### Stored dataset items
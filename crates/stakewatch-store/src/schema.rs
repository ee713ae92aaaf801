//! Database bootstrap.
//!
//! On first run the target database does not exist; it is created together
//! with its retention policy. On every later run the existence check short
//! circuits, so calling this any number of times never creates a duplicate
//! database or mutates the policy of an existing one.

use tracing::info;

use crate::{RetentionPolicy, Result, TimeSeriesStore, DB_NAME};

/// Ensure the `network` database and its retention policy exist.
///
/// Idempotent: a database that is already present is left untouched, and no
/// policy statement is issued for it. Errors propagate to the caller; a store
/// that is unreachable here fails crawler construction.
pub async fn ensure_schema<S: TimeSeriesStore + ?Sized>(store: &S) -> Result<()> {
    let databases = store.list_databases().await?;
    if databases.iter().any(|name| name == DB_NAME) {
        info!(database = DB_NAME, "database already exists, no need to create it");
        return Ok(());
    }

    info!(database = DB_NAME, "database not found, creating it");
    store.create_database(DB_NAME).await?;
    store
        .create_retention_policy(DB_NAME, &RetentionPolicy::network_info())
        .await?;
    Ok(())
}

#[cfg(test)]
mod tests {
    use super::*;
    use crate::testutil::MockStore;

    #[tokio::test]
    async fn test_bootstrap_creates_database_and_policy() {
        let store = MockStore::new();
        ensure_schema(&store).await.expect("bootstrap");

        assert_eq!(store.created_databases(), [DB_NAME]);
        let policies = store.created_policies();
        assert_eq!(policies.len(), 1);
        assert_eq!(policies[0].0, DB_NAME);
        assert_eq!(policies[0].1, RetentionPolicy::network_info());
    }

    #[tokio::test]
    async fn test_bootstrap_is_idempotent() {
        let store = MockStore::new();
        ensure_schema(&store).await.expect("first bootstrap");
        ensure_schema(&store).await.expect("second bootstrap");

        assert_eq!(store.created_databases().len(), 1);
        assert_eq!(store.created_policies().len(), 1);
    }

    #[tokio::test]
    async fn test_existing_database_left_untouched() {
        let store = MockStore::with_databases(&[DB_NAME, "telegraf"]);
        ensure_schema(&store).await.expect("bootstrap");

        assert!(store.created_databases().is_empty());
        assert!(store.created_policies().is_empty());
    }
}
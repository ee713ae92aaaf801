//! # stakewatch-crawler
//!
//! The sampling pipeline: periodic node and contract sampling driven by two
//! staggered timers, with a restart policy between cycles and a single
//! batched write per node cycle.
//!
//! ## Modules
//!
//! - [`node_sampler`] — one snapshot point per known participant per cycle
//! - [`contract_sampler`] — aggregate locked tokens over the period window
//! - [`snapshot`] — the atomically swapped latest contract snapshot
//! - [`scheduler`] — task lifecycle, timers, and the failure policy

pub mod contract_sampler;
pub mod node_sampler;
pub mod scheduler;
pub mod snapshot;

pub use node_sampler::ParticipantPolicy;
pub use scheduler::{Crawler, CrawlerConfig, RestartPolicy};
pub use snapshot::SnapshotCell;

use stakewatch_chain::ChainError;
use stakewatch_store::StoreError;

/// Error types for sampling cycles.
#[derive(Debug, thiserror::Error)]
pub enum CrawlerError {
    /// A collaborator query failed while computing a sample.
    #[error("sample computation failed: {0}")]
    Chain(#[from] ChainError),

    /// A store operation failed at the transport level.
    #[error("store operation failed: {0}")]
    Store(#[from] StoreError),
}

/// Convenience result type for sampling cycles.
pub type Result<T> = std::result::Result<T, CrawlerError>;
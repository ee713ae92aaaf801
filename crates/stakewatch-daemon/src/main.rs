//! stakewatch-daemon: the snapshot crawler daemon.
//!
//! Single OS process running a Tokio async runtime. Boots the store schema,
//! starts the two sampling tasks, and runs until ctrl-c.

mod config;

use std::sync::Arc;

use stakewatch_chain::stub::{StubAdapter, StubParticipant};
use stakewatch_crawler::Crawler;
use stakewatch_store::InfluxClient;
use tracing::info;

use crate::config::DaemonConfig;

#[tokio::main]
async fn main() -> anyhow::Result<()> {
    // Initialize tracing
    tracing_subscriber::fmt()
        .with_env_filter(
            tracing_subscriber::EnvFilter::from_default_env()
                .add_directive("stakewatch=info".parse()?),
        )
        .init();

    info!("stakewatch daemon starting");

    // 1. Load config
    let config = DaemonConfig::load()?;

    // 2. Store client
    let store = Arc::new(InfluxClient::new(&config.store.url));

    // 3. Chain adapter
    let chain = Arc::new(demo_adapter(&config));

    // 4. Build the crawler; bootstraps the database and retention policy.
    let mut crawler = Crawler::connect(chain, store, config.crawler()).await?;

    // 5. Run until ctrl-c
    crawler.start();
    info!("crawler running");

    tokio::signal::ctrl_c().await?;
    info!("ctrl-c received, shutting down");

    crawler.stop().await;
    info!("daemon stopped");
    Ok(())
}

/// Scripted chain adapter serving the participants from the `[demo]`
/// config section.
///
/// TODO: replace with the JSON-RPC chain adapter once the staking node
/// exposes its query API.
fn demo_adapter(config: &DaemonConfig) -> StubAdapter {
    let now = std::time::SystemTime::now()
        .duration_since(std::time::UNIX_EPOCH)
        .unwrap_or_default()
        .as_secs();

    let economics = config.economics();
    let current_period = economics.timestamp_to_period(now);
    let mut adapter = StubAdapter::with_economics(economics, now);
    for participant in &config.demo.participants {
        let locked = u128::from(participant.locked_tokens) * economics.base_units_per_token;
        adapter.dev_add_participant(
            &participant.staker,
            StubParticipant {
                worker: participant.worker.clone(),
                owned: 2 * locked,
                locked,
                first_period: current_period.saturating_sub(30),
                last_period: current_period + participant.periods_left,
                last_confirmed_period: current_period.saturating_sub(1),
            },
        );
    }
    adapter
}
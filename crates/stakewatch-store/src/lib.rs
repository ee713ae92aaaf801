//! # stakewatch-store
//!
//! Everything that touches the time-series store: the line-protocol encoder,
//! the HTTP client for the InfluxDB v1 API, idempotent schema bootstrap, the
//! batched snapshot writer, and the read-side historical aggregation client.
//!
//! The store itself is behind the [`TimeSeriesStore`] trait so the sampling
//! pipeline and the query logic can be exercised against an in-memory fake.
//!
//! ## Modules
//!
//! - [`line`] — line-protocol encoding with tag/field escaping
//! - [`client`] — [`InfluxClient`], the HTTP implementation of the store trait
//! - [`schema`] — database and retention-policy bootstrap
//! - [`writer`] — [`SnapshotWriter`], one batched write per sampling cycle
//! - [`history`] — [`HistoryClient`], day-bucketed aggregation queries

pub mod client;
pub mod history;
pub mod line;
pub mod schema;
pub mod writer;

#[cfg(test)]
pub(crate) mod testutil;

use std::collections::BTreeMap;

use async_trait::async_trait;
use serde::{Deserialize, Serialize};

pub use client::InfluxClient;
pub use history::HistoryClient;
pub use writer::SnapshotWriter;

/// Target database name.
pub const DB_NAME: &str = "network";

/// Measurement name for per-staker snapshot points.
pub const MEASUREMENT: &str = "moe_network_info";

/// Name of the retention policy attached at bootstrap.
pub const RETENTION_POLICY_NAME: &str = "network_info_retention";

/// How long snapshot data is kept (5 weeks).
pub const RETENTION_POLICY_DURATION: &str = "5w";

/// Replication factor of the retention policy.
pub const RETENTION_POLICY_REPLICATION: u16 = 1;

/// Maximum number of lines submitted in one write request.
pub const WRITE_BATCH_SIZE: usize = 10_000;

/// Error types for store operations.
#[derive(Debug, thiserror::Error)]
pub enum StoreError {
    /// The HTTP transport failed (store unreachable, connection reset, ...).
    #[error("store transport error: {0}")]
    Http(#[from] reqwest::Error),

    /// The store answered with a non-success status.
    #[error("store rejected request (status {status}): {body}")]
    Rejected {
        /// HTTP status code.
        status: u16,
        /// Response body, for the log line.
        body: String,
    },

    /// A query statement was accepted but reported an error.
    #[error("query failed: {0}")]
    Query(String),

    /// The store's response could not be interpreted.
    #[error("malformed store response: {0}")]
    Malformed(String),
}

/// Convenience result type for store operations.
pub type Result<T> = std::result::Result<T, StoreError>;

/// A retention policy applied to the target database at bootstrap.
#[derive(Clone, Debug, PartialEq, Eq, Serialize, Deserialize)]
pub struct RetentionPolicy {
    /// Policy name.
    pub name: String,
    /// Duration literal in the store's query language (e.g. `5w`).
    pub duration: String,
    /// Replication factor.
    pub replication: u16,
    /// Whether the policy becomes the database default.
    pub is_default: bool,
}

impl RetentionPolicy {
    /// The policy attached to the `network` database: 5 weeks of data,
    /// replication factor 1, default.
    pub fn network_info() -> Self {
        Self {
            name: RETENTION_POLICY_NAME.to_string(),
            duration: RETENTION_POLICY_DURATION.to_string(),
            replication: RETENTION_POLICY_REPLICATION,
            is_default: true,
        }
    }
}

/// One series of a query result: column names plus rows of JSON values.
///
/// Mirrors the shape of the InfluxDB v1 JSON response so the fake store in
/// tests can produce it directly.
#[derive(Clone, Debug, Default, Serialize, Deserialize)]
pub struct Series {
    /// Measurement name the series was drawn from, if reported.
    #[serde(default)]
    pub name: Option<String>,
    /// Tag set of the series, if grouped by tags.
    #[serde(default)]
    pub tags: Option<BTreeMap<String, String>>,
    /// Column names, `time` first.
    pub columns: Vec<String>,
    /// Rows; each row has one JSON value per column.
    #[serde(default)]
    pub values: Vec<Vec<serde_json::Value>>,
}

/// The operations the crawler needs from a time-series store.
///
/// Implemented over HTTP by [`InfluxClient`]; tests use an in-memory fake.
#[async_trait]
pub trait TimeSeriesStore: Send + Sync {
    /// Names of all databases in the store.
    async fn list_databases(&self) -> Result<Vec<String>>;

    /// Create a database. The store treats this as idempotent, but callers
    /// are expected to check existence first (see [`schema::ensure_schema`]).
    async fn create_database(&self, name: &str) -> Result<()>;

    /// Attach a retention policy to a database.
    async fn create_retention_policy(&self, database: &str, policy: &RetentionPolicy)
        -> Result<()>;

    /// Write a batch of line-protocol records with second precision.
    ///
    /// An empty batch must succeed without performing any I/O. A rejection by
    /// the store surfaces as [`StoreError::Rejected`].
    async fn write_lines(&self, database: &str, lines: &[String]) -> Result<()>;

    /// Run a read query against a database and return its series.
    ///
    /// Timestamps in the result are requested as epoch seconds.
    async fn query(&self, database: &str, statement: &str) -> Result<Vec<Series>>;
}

* * *

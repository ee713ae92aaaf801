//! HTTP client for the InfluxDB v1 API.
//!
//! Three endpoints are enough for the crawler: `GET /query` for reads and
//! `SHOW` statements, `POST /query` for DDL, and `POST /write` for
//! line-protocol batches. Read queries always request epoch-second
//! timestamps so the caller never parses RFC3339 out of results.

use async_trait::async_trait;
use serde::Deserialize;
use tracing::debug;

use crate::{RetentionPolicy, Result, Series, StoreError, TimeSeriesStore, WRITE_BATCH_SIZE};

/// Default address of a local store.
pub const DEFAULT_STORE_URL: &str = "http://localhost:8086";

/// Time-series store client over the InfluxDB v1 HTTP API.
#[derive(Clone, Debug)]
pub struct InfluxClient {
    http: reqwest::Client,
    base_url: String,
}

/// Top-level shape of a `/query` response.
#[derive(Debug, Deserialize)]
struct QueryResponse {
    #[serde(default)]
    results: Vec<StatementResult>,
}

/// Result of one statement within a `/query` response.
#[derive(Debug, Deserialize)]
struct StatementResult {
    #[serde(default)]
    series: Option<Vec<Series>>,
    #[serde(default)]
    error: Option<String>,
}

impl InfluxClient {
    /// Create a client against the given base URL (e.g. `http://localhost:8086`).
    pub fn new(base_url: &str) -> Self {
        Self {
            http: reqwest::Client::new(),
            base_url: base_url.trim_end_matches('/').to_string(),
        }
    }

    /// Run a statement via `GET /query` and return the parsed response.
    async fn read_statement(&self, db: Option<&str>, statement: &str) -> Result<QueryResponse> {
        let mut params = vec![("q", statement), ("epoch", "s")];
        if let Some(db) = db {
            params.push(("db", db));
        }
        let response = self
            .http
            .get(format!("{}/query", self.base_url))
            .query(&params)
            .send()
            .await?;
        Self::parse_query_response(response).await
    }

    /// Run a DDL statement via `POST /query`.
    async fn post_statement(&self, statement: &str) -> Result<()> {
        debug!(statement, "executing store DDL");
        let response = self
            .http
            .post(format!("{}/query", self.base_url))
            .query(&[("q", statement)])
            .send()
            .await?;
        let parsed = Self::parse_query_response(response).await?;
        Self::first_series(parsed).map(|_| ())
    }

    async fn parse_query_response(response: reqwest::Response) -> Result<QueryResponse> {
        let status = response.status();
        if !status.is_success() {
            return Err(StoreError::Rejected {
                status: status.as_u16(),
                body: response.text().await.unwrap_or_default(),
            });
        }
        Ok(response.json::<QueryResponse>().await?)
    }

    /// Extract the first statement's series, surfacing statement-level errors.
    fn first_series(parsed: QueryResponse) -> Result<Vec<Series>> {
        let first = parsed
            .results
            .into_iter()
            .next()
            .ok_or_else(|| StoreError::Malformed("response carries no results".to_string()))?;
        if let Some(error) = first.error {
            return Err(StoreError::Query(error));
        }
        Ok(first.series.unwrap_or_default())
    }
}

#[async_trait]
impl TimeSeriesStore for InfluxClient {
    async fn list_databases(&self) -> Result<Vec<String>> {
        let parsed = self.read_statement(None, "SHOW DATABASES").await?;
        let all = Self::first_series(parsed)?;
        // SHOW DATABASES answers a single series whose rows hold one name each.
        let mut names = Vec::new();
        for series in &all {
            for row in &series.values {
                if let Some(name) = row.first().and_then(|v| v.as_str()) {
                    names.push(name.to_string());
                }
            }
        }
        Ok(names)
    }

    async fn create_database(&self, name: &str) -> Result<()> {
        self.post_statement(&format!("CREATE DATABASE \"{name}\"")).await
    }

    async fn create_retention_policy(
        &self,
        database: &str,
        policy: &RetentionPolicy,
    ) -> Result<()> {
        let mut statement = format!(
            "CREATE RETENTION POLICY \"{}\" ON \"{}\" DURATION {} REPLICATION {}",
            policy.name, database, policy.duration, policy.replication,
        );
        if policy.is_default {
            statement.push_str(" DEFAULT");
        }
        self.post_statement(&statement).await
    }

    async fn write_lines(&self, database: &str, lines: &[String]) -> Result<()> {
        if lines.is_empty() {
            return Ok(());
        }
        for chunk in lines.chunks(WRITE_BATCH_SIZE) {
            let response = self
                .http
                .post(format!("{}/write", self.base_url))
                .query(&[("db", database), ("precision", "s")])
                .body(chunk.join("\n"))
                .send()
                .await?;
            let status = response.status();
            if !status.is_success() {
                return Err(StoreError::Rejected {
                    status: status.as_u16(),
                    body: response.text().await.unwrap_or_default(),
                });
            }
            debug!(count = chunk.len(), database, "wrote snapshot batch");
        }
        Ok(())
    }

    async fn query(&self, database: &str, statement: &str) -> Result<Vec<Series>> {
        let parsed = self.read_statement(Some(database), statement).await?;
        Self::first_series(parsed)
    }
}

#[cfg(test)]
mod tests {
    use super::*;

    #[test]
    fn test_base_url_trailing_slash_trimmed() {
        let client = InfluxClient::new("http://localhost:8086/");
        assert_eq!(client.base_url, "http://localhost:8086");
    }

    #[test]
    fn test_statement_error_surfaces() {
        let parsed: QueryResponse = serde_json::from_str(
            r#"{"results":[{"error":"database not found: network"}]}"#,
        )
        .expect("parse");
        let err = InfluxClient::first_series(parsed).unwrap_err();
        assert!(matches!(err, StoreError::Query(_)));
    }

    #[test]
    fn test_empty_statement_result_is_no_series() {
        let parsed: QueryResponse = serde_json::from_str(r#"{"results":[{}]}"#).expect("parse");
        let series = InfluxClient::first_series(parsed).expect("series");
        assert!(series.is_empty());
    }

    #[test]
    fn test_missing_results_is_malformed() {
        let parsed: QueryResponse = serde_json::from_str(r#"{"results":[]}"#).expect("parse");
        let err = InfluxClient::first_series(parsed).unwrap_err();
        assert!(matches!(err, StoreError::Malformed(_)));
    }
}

### Exercise objective
When a line in the records contains the string "tags", it counts; state how many lines count, with no other words.

### Written response
2